The world is slowly emerging from the global COVID-19 pandemic, although the recovery will be uneven with the prospect of deadly variants looming in the background. Still, for much of the developed world, the worst is now behind us.
Unlike the 2009 Financial Crisis, the pandemic has impacted every aspect of modern life. The shutdown of economies around the world has created hardships for millions of people, especially in the hard-hit service industries. Although global commerce came to a virtual halt in the early months of the pandemic, the world’s population adapted with admirable speed, often aided by leading-edge technology now available on a large scale. Changes in work habits, like remote working and video teleconferencing, are likely to have lasting effects, leading to permanent changes in such areas as business travel and office real estate.
The recovery in financial markets has been particularly impressive, reflecting the immediate and large-scale responses of governments and their central banks to resuscitate economies from the COVID recession. The lesson learned from earlier downturns is that a strong infusion of liquidity is the most effective way to stabilize markets and the economy, saving jobs in the process.
While the infusion of liquidity pulled the global economy back from the brink during the financial crisis in 2009, the amount expended this time was many times greater. The level of deficit spending by governments has been unprecedented, with much of the debt issuance being purchased by central banks rather than actual investors. Notably, the U.S. Federal Reserve now owns $5.2 trillion of U.S. Treasury Bonds, compared to only $500 billion in 2008. This is not a viable long-term strategy.
These actions have held interest rates at historically low levels since 2009, benefitting the economy, employment growth, and politicians. In our opinion, this is economically artificial, and untenable. At some point, central banks must begin to reduce money supply. Interest rates, as a result, will start their inevitable rise, which may cause a disruptive shock to financial markets. As global credit markets are three times greater than the combined value of the equity markets, even a slow and gradual increase in rates will have a widespread impact on asset values.

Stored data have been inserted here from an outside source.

// src/main.rs

mod analyzer;
mod cli;
mod error;
mod exporter;
mod ingest;
mod layout;
mod model;
mod ranking;
mod renderer;
mod report;

use anyhow::Context;
use clap::Parser;
use cli::{AnalyzeArgs, Args, Command, PlotArgs};
use layout::ArchiveLayout;
use report::ReportOptions;
use std::io::{self, Write};
use std::time::Instant;
use tracing::{error, info};
use tracing_subscriber::EnvFilter;

fn main() {
    let args = Args::parse();
    init_tracing(args.verbose);
    let start_time = Instant::now();

    let outcome = match &args.command {
        Command::Analyze(analyze) => run_analyze(analyze),
        Command::Plot(plot) => run_plot(plot),
    };

    if let Err(e) = outcome {
        error!("{:#}", e);
        std::process::exit(1);
    }
    info!("Total time: {:.2?}", start_time.elapsed());
}

fn init_tracing(verbose: bool) {
    let default_level = if verbose { "debug" } else { "info" };
    let filter = EnvFilter::try_from_default_env().unwrap_or_else(|_| EnvFilter::new(default_level));
    tracing_subscriber::fmt().with_env_filter(filter).with_writer(io::stderr).init();
}

fn run_analyze(args: &AnalyzeArgs) -> anyhow::Result<()> {
    let layout = ArchiveLayout::prepare(&args.archive)?;

    let parse_start = Instant::now();
    let posts = ingest::read_posts(&layout.posts_file())?;
    let archive = analyzer::analyze(posts);
    info!(
        "Analysis finished in {:.2?}. Found {} users, {} tags.",
        parse_start.elapsed(),
        archive.users.len(),
        archive.tags.len()
    );
    info!(
        "Excluded {} posts without an owner id ({} with a display name).",
        archive.exclusions.excluded, archive.exclusions.excluded_with_display_name
    );

    let options = ReportOptions::from(args);
    let stdout = io::stdout();
    let mut out = stdout.lock();
    report::write_report(&mut out, &archive, &options).context("failed to write report")?;
    writeln!(out, "----\n").context("failed to write report")?;

    exporter::export_tag_dates(&layout, &archive).context("failed to export tag dates")?;
    exporter::export_tag_ranks(&layout, &archive).context("failed to export tag ranks")?;
    Ok(())
}

fn run_plot(args: &PlotArgs) -> anyhow::Result<()> {
    let layout = ArchiveLayout::prepare(&args.archive)?;
    let render_start = Instant::now();
    let written = renderer::render_charts(&layout, args)
        .with_context(|| format!("failed to render charts for {}", layout.archive_root.display()))?;
    info!("Rendered {} charts in {:.2?}.", written, render_start.elapsed());
    Ok(())
}
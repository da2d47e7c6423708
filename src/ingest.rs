// src/ingest.rs

use crate::error::{Result, StatsError};
use crate::model::*;
use indicatif::ProgressBar;
use quick_xml::events::{BytesStart, Event};
use quick_xml::Reader;
use std::collections::HashMap;
use std::fs::File;
use std::io::{BufRead, BufReader, ErrorKind};
use std::path::Path;
use std::str::FromStr;
use tracing::{debug, info};

/// Owner id the dumps use for posts whose author no longer exists
const ANONYMOUS_USER_ID: UserId = -1;

/// Raw attributes of one `<row>` element, keyed by attribute name
pub type RawAttributes = HashMap<String, String>;

pub fn read_posts(path: &Path) -> Result<Vec<PostRecord>> {
    let file = File::open(path).map_err(|source| match source.kind() {
        ErrorKind::NotFound => StatsError::MissingPosts(path.to_path_buf()),
        _ => StatsError::Io { source, path: path.to_path_buf() },
    })?;
    info!("Reading posts from: {}", path.display());
    read_posts_from(BufReader::new(file), path)
}

/// Streams every `<row>` of a posts document into normalized records.
///
/// Any XML error aborts the whole read; a partially parsed archive would
/// silently skew every statistic derived from it.
pub fn read_posts_from<R: BufRead>(source: R, path: &Path) -> Result<Vec<PostRecord>> {
    let mut reader = Reader::from_reader(source);
    reader.trim_text(true);

    let spinner = ProgressBar::new_spinner();
    spinner.set_message("Reading posts");

    let mut posts = Vec::new();
    let mut buf = Vec::new();
    loop {
        let malformed = |reader: &Reader<R>, source| StatsError::MalformedArchive {
            path: path.to_path_buf(),
            position: reader.buffer_position(),
            source,
        };

        match reader.read_event_into(&mut buf) {
            Ok(Event::Start(row)) | Ok(Event::Empty(row)) if row.name().as_ref() == b"row" => {
                let attributes = row_attributes(&row).map_err(|e| malformed(&reader, e))?;
                posts.push(normalize(&attributes));
                spinner.inc(1);
            }
            Ok(Event::Eof) => break,
            Ok(_) => {}
            Err(e) => return Err(malformed(&reader, e)),
        }
        buf.clear();
    }

    spinner.finish_and_clear();
    info!("Read {} posts", posts.len());
    Ok(posts)
}

fn row_attributes(row: &BytesStart<'_>) -> std::result::Result<RawAttributes, quick_xml::Error> {
    let mut attributes = RawAttributes::new();
    for attribute in row.attributes() {
        let attribute = attribute?;
        let key = String::from_utf8_lossy(attribute.key.as_ref()).into_owned();
        let value = attribute.unescape_value()?.into_owned();
        attributes.insert(key, value);
    }
    Ok(attributes)
}

/// Builds a `PostRecord` from raw attributes. Never fails: anything absent
/// or unreadable becomes `None`.
pub fn normalize(attributes: &RawAttributes) -> PostRecord {
    let field = |name: &str| attributes.get(name).map(String::as_str);

    let creation_date = field("CreationDate").and_then(|raw| {
        let date = PostRecord::parse_creation_date(raw);
        if date.is_none() {
            debug!(value = raw, "unparseable CreationDate");
        }
        date
    });

    PostRecord {
        tags: field("Tags").map(PostRecord::parse_tags).unwrap_or_default(),
        owner_user_id: parse_number(field("OwnerUserId"), "OwnerUserId")
            .filter(|&id| id != ANONYMOUS_USER_ID),
        owner_display_name: field("OwnerDisplayName").map(String::from),
        view_count: parse_number(field("ViewCount"), "ViewCount"),
        score: parse_number(field("Score"), "Score"),
        post_type: parse_number(field("PostTypeId"), "PostTypeId").and_then(PostType::from_id),
        creation_date,
    }
}

fn parse_number<T: FromStr>(raw: Option<&str>, name: &str) -> Option<T> {
    let raw = raw?;
    match raw.trim().parse() {
        Ok(value) => Some(value),
        Err(_) => {
            debug!(field = name, value = raw, "unparseable numeric attribute");
            None
        }
    }
}

#[cfg(test)]
mod tests {
    use super::*;
    use chrono::NaiveDate;

    const POSTS: &str = r#"<?xml version="1.0" encoding="utf-8"?>
<posts>
  <row Id="1" PostTypeId="1" CreationDate="2012-02-14T20:23:40.127" Score="7" ViewCount="187" OwnerUserId="8" Tags="&lt;publications&gt;&lt;peer-review&gt;" />
  <row Id="2" PostTypeId="2" CreationDate="2012-02-14T20:30:01.000" Score="3" OwnerUserId="9" />
  <row Id="3" PostTypeId="1" CreationDate="garbage" Score="x" ViewCount="-1" OwnerDisplayName="user123" Tags="&lt;phd&gt;" />
</posts>
"#;

    #[test]
    fn reads_rows_into_records() {
        let posts = read_posts_from(POSTS.as_bytes(), Path::new("Posts.xml")).unwrap();
        assert_eq!(posts.len(), 3);

        let question = &posts[0];
        assert_eq!(question.tags, vec!["publications", "peer-review"]);
        assert_eq!(question.owner_user_id, Some(8));
        assert_eq!(question.view_count, Some(187));
        assert_eq!(question.score, Some(7));
        assert_eq!(question.post_type, Some(PostType::Question));
        assert_eq!(
            question.creation_date,
            NaiveDate::from_ymd_opt(2012, 2, 14).unwrap().and_hms_milli_opt(20, 23, 40, 127)
        );

        let answer = &posts[1];
        assert!(answer.tags.is_empty());
        assert_eq!(answer.view_count, None);
        assert_eq!(answer.post_type, Some(PostType::Answer));
    }

    #[test]
    fn bad_fields_become_absent() {
        let posts = read_posts_from(POSTS.as_bytes(), Path::new("Posts.xml")).unwrap();
        let anonymous = &posts[2];
        assert_eq!(anonymous.owner_user_id, None);
        assert_eq!(anonymous.owner_display_name.as_deref(), Some("user123"));
        assert_eq!(anonymous.score, None);
        assert_eq!(anonymous.view_count, None);
        assert_eq!(anonymous.creation_date, None);
    }

    #[test]
    fn explicit_anonymous_owner_id_is_absent() {
        let mut attributes = RawAttributes::new();
        attributes.insert("OwnerUserId".into(), "-1".into());
        attributes.insert("Score".into(), " 4 ".into());
        let record = normalize(&attributes);
        assert_eq!(record.owner_user_id, None);
        assert_eq!(record.score, Some(4));
    }

    #[test]
    fn malformed_document_aborts() {
        let broken = r#"<posts><row Id="1" OwnerUserId="3"></post>"#;
        match read_posts_from(broken.as_bytes(), Path::new("Posts.xml")) {
            Err(StatsError::MalformedArchive { path, .. }) => assert_eq!(path, Path::new("Posts.xml")),
            other => panic!("expected MalformedArchive, got {:?}", other),
        }
    }

    #[test]
    fn missing_file_is_reported_by_path() {
        let tmp = tempfile::TempDir::new().unwrap();
        let path = tmp.path().join("Posts.xml");
        match read_posts(&path) {
            Err(StatsError::MissingPosts(missing)) => assert_eq!(missing, path),
            other => panic!("expected MissingPosts, got {:?}", other),
        }
    }
}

This situation is further exacerbated by the fact that the current economic recovery has been strong and is already causing bursts of inflation. The question is whether the surge in prices is temporary or the start of a more established trend. A number of economists make the transitory argument, claiming the wage-price relationship is not as tight as it was in the 1970’s. With so many of the items we purchase now manufactured in low wage countries, the potential for a wage-price spiral is diminished. In addition, the advent of technology has brought a measure of productivity to the economy that has little to do with wages. However, should this higher level of inflation be sustained, central banks will need to shift away from their accommodative monetary policy.
Artificially low interest rates may have saved the economy but have also inflated the value of almost everything. In Canada, house prices have soared, driven by very low mortgage rates. Margin debt has also surged to historic levels. In the United States, there is now $850 billion in investor margin debt, 400% higher than 20 years ago. Many novice investors are using borrowed money to invest in securities without any consideration to valuations.
Central banks have already started telegraphing a rise in interest rates to start sometime in late 2022 and into 2023, or earlier if necessary. The equity market, like the much bigger credit market, will not react well to rising rates. It will be critical to own equities of companies with solid operations trading at fair values that can consistently perform in this context. Furthermore, fixed income investments will focus on short-dated bonds, as all others will suffer a material decline in value. We will continue to monitor this situation carefully for you.